Abdolhamid's popularity is largely because of his willingness to challenge the absolute authority of Supreme Leader Ali Khamenei. Earlier in November, the outspoken Sunni Imam said women, ethnic and religious groups have faced discrimination after the establishment of the Islamic Republic in 1979. He was also brave enough to blame Khamenei for the attack on protesters in his hometown, Zahedan, known as the Bloody Friday. It took place September 30, when security forces killed close to 100 people.
According to videos and photos published on Thursday, the residents of Zahedan held a protest rally in support of Abdolhamid, carrying banners that read "Sheikh-ul-Islam is our red line" referring to the outspoken cleric.
The protests took place about two days after a group of Sunni religious leaders in several Baluch cities called on the Islamic Republic to stop its repression machinery used against protesters. In a joint video statement released on Monday, prayer Imams and religious scholars from Khash, Taftan, Mirjaveh and their neighboring towns decried the regime’s appalling attacks against the people of Kurdish majority cities, the killings on September 30 dubbed as ‘Bloody Friday’ in Zahedan, and a brutal crackdown of Khash residents on November 4, among others.
In November, Abdolhamid called for an internationally monitored referendum, saying by killing and suppression the government cannot push back a nation.

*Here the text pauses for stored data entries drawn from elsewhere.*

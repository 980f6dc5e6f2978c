use crate::error::GraphError;
use crate::graph::{GraphAccess, NodeId};
use crate::pattern::RelPattern;

/// Degree of `node` restricted to a relationship pattern string.
///
/// An absent or empty pattern returns the node's total degree. Otherwise the
/// per-entry degrees are summed; an entry without a type counts every type in
/// its direction, and a type the graph has never seen counts zero.
pub fn degree<G>(graph: &G, node: NodeId, pattern: Option<&str>) -> Result<u64, GraphError>
where
    G: GraphAccess + ?Sized,
{
    match pattern {
        None | Some("") => graph.total_degree(node),
        Some(p) => degree_for(graph, node, &RelPattern::parse(Some(p))),
    }
}

/// Degree of `node` summed over an already parsed pattern.
pub fn degree_for<G>(graph: &G, node: NodeId, pattern: &RelPattern) -> Result<u64, GraphError>
where
    G: GraphAccess + ?Sized,
{
    if !graph.contains_node(node) {
        return Err(GraphError::NodeNotFound(node));
    }

    let mut total = 0;
    for entry in pattern {
        total += match &entry.rel_type {
            None => graph.degree(node, None, entry.direction)?,
            Some(name) => match graph.rel_type_id(name) {
                Some(id) => graph.degree(node, Some(id), entry.direction)?,
                None => 0,
            },
        };
    }
    Ok(total)
}
mod common;

use common::*;
use rand::rngs::StdRng;
use rand::{Rng, SeedableRng};
use snare::download::task::{DownloadSnapshot, DownloadState};
use std::collections::HashMap;
use std::collections::HashSet;

const DOMAINS: [&str; 3] = ["a.com", "b.com", "c.com"];

fn running_per_domain(downloads: &[DownloadSnapshot]) -> HashMap<String, usize> {
    let mut counts = HashMap::new();
    for d in downloads.iter().filter(|d| d.state == DownloadState::Running) {
        *counts.entry(d.domain.clone()).or_insert(0) += 1;
    }
    counts
}

/// Random interleavings of scheduling, stops and process exits never let a
/// domain exceed its limit, and every slot is returned in the end.
#[tokio::test(flavor = "multi_thread", worker_threads = 4)]
async fn test_random_workload_respects_domain_limit() {
    for seed in 0..5u64 {
        run_workload(seed).await;
    }
}

async fn run_workload(seed: u64) {
    let temp_dir = tempfile::tempdir().unwrap();
    let runner = FakeRunner::new();
    let max_per_domain = 2;
    let manager = create_test_manager(
        create_test_config(temp_dir.path(), max_per_domain),
        runner.clone(),
    );
    let mut rng = StdRng::seed_from_u64(seed);

    // Producers add concurrently with the scheduler
    let mut producers = Vec::new();
    for p in 0..4 {
        let manager = manager.clone();
        let domains: Vec<&'static str> = (0..10)
            .map(|_| DOMAINS[rng.gen_range(0..DOMAINS.len())])
            .collect();
        producers.push(tokio::spawn(async move {
            let mut ids = Vec::new();
            for (i, domain) in domains.into_iter().enumerate() {
                let url = format!("https://{}/p{}/{}", domain, p, i);
                ids.push(add_queued(&manager, &url).await);
                tokio::task::yield_now().await;
            }
            ids
        }));
    }
    let scheduler = manager.spawn_queue_loop();

    let mut all_ids = Vec::new();
    for producer in producers {
        all_ids.extend(producer.await.unwrap());
    }
    assert_eq!(all_ids.iter().collect::<HashSet<_>>().len(), 40);

    let mut finished = HashSet::new();
    let deadline = tokio::time::Instant::now() + std::time::Duration::from_secs(30);

    while finished.len() < all_ids.len() {
        assert!(
            tokio::time::Instant::now() < deadline,
            "seed {}: workload did not drain",
            seed
        );

        let snapshot = manager.snapshot().await;
        for (domain, running) in running_per_domain(&snapshot) {
            assert!(
                running <= max_per_domain,
                "seed {}: {} has {} running",
                seed,
                domain,
                running
            );
        }

        for download in &snapshot {
            if download.state.is_terminal() {
                finished.insert(download.id);
                continue;
            }
            if finished.contains(&download.id) {
                // Result already sent, waiting for the watcher
                continue;
            }
            match (download.state, rng.gen_range(0..10)) {
                (DownloadState::Queued, 0) => {
                    // May race with the scheduler starting it; both outcomes are fine
                    let _ = manager.stop(download.id).await;
                }
                (DownloadState::Running, 0..=2) => {
                    runner.succeed(download.id, vec![]);
                    finished.insert(download.id);
                }
                (DownloadState::Running, 3) => {
                    runner.fail(download.id, "boom");
                    finished.insert(download.id);
                }
                (DownloadState::Running, 4) => {
                    let _ = manager.stop(download.id).await;
                }
                _ => {}
            }
        }

        tokio::time::sleep(std::time::Duration::from_millis(5)).await;
    }

    scheduler.abort();

    // Let the watchers deliver the last results
    tokio::time::timeout(std::time::Duration::from_secs(5), async {
        loop {
            let snapshot = manager.snapshot().await;
            if snapshot.iter().all(|d| d.state.is_terminal()) {
                break;
            }
            tokio::time::sleep(std::time::Duration::from_millis(10)).await;
        }
    })
    .await
    .unwrap_or_else(|_| panic!("seed {}: downloads left running", seed));

    for domain in DOMAINS {
        assert_eq!(
            manager.active_for_domain(domain).await,
            0,
            "seed {}: slots leaked for {}",
            seed,
            domain
        );
    }
    // Every start went through the runner at most once
    let started = runner.started_ids();
    assert_eq!(started.iter().collect::<HashSet<_>>().len(), started.len());
}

The Thursday protests in Zahedan took place as President Ebrahim Raisi visited the Kurdish city of Sanandaj, which has been the scene of fierce clashes between people and security forces since the Islamic Republic intensified its military presence in Kurdish-majority cities in western Iran. The fact that everyone in Iran is aware of the government’s ploy to sow division among the Sunnis, especially following the leak, apparently has not changed the regime’s plans at all as Raisi tried to pretend that he is popular among the Kurdish population. He even showed up at the city’s market and said prayers in a Sunni mosque, something that is unprecedented and frowned upon in a normal situation.
Of course, the situation is not normal for the Islamic Republic as universities across the country are employing extra security forces to quash student protests, which are supported by about 200 universities worldwide, and the international outcry over the regime’s crackdown on popular antigovernment protests is growing day by day. Moreover, the nationwide strikes by truckers as well as employees of numerous factories, especially in oil, gas, petrochemicals and steel industries, are garnering more support every day, crippling the country’s supply chain and exports.
Meanwhile, several grassroot groups have called for protests on December 5, 6, and 7. December 7 marks the anniversary of the 1953 murder of several students at University of Tehran and is traditionally considered a day of nationwide rallies in Iran.